§ **Exercise goal**
Report every line from the following entries that contains the string "Done".

(Stored items)
+++

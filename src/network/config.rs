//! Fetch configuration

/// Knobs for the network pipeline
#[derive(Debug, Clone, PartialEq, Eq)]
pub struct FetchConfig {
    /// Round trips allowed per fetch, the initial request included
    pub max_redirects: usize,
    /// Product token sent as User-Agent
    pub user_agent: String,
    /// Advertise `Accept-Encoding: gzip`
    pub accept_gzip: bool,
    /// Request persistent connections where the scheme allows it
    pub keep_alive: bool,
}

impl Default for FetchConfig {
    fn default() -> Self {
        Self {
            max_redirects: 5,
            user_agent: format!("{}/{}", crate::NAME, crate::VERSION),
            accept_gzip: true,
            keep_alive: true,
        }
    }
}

+++

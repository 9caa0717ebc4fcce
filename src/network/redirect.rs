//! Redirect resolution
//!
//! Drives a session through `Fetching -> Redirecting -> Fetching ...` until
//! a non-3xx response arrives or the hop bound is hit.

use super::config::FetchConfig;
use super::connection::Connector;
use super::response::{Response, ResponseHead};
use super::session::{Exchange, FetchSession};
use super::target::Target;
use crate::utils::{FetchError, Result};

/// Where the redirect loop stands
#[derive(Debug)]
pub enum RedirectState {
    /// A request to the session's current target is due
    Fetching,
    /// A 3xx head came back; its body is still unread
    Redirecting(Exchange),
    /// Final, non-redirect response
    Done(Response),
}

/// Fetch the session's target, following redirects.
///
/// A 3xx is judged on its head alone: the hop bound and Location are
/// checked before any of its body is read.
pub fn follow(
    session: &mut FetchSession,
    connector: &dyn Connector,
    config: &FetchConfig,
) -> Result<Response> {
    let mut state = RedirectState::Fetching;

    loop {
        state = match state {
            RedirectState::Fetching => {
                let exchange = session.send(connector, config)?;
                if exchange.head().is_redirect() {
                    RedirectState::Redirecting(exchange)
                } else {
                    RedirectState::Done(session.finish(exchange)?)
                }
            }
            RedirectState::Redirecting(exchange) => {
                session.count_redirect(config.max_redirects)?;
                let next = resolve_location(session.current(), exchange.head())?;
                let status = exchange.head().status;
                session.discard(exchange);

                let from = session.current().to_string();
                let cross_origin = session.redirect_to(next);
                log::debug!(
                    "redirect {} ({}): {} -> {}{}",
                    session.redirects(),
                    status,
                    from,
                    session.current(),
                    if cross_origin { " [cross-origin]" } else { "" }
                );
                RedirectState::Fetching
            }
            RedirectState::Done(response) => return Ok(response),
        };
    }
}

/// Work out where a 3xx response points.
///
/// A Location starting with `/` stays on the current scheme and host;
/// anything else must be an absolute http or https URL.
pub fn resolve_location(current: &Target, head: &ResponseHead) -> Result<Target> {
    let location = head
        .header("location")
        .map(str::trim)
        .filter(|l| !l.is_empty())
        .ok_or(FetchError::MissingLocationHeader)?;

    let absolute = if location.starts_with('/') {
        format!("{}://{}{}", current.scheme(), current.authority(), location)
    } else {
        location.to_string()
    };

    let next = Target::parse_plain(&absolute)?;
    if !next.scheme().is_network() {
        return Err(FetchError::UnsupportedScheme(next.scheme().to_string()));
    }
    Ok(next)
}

+++

§ **Solution**
    Done(Response),
                    RedirectState::Done(session.finish(exchange)?)
            RedirectState::Done(response) => return Ok(response),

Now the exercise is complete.